Bilecik merkeze bağlı Deresakarı köyünde uzun yıllardır
düğünlerde uygulanan ''damat ve sağdıç ile yakınlarının hayvanların
su içtiği oluğa atılması, sırtlarına binilmesi, 3 litre su içilmesi
zorunluluğu, damatlığın köy meydanında giyilmesi, arkadaş grubunun
verdiği görevlerin itirazsız yerine getirilmesi'' gibi gelenekler
sürdürülüyor.
Deresakarı köyünde yıllardır uygulanan ilginç gelenekler düğünlere
ayrı bir renk katıyor. Damat Hüseyin Sarıkaya'nın düğününde de
geleneklerin tamamı uygulandı.
Gelin davul, zurna eşliğinde evinden alınarak, köy çıkışındaki
hayvanların su içtiği oluğun yanına getirildi. Önce burada bekleyen
damat ve sağdıç, havanın soğuk olmasına aldırış edilmeden düğüne
katılanlar tarafından oluğa atıldı.
Daha sonra yaşlısı, genci, çocuğu düğüne katılanlar birbirlerini
oluğa atmaya başladı. Oluğa atılmak istemeyen kişi köylülerin
vereceği cezayı kabul etmek zorunda kaldı.
Burada ıslanan damat Sarıkaya ve sağdıç, hamama giderek tıraş oldu.
Bu sırada imam ve bir grup köylü tekbirler getirerek düğün evinden
damatlıkları alıp köy meydanına geldi, başka grup da damadı
hamamdan alarak türküler eşliğinde köy meydanına getirdi.
İmam ve köylülerin önünde damada elbiseleri giydirildi.

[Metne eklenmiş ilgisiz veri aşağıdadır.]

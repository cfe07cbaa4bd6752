//! Procedural mesh types
//!
//! Shared types for procedural mesh generation.

use glam::{Mat3, Mat4, Vec2, Vec3};

/// Trait for mesh construction - enables generic geometry generation
pub trait MeshBuilder: Default {
    /// Add a vertex with position, UV coordinates and normal, returning its index
    fn add_vertex(&mut self, position: Vec3, uv: Vec2, normal: Vec3) -> u32;

    /// Add a triangle using three vertex indices
    fn add_triangle(&mut self, i0: u32, i1: u32, i2: u32);
}

/// Triangle mesh in full f32 precision.
///
/// Positions, normals and UVs are parallel arrays; `indices` holds three
/// entries per triangle.
#[derive(Clone, Debug, Default, PartialEq)]
pub struct Mesh {
    pub positions: Vec<Vec3>,
    pub normals: Vec<Vec3>,
    pub uvs: Vec<Vec2>,
    pub indices: Vec<u32>,
}

impl Mesh {
    /// Create empty mesh
    pub fn new() -> Self {
        Self::default()
    }

    /// Get vertex count
    pub fn vertex_count(&self) -> usize {
        self.positions.len()
    }

    /// Get triangle count
    pub fn triangle_count(&self) -> usize {
        self.indices.len() / 3
    }

    /// Vertex indices of triangle `i`
    pub fn triangle_indices(&self, i: usize) -> [usize; 3] {
        [
            self.indices[i * 3] as usize,
            self.indices[i * 3 + 1] as usize,
            self.indices[i * 3 + 2] as usize,
        ]
    }

    /// Corner positions of triangle `i`
    pub fn triangle(&self, i: usize) -> [Vec3; 3] {
        let [a, b, c] = self.triangle_indices(i);
        [self.positions[a], self.positions[b], self.positions[c]]
    }

    /// Recompute smooth normals from the current positions.
    ///
    /// Face normals are accumulated unnormalized, so larger triangles weigh more.
    /// Vertices that end up with a zero sum keep their previous normal.
    pub fn compute_vertex_normals(&mut self) {
        let mut accumulated = vec![Vec3::ZERO; self.positions.len()];

        for tri in 0..self.triangle_count() {
            let [a, b, c] = self.triangle_indices(tri);
            let face = (self.positions[b] - self.positions[a])
                .cross(self.positions[c] - self.positions[a]);
            accumulated[a] += face;
            accumulated[b] += face;
            accumulated[c] += face;
        }

        self.normals.resize(self.positions.len(), Vec3::Y);
        for (normal, sum) in self.normals.iter_mut().zip(accumulated) {
            if sum.length_squared() > 1e-20 {
                *normal = sum.normalize();
            }
        }
    }

    /// Apply an affine transform to positions and normals
    pub fn transform(&mut self, matrix: Mat4) {
        let normal_matrix = Mat3::from_mat4(matrix).inverse().transpose();
        for p in &mut self.positions {
            *p = matrix.transform_point3(*p);
        }
        for n in &mut self.normals {
            *n = (normal_matrix * *n).normalize_or_zero();
        }
    }

    /// Move every vertex by `offset`
    pub fn translate(&mut self, offset: Vec3) {
        for p in &mut self.positions {
            *p += offset;
        }
    }

    /// Scale positions per axis (normals are fixed up accordingly)
    pub fn scale(&mut self, factors: Vec3) {
        self.transform(Mat4::from_scale(factors));
    }

    /// Displace every position through `f` and recompute normals.
    pub fn deform(&mut self, mut f: impl FnMut(Vec3) -> Vec3) {
        for p in &mut self.positions {
            *p = f(*p);
        }
        self.compute_vertex_normals();
    }

    /// Append another mesh, offsetting its indices
    pub fn merge(&mut self, other: &Mesh) {
        let base = self.positions.len() as u32;
        self.positions.extend_from_slice(&other.positions);
        self.normals.extend_from_slice(&other.normals);
        self.uvs.extend_from_slice(&other.uvs);
        self.indices.extend(other.indices.iter().map(|i| i + base));
    }

    /// Center and radius of a sphere enclosing every vertex.
    ///
    /// Uses the AABB center, which is loose but cheap to compute.
    pub fn bounding_sphere(&self) -> (Vec3, f32) {
        if self.positions.is_empty() {
            return (Vec3::ZERO, 0.0);
        }

        let (min, max) = self.positions.iter().fold(
            (Vec3::splat(f32::MAX), Vec3::splat(f32::MIN)),
            |(min, max), p| (min.min(*p), max.max(*p)),
        );
        let center = (min + max) * 0.5;
        let radius = self
            .positions
            .iter()
            .map(|p| p.distance(center))
            .fold(0.0_f32, f32::max);
        (center, radius)
    }
}

impl MeshBuilder for Mesh {
    fn add_vertex(&mut self, position: Vec3, uv: Vec2, normal: Vec3) -> u32 {
        let index = self.positions.len() as u32;
        self.positions.push(position);
        self.uvs.push(uv);
        self.normals.push(normal);
        index
    }

    fn add_triangle(&mut self, i0: u32, i1: u32, i2: u32) {
        self.indices.push(i0);
        self.indices.push(i1);
        self.indices.push(i2);
    }
}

Daha sonra
köy muhtarı İsmail Cam, damada düğün geleneklerini hatırlattı ve
evlenebilmesi için buna uymasının zorunlu olduğunu bildirdi.
Damat Hüseyin Sarıkaya geleneklerin tamamını yerine getirmeye söz
verdi ve düğün yapıldı.
BİZİM DÜĞÜNLER NEŞELİ, BİRAZ DA SULU
GEÇİYOR
Muhtar İsmail Cam, yaptığı açıklamada, gelenek ve göreneklerine
göre erkek düğünlerinde bu tür cezaların verilmesinin normal
olduğunu söyledi.
''Kendi düğünümde ben de oluğa atılıp verilen her cezayı yerine
getirdim'' diyen Cam, şöyle konuştu:
''Bu nedenle bizim düğünler neşeli, biraz da sulu geçiyor.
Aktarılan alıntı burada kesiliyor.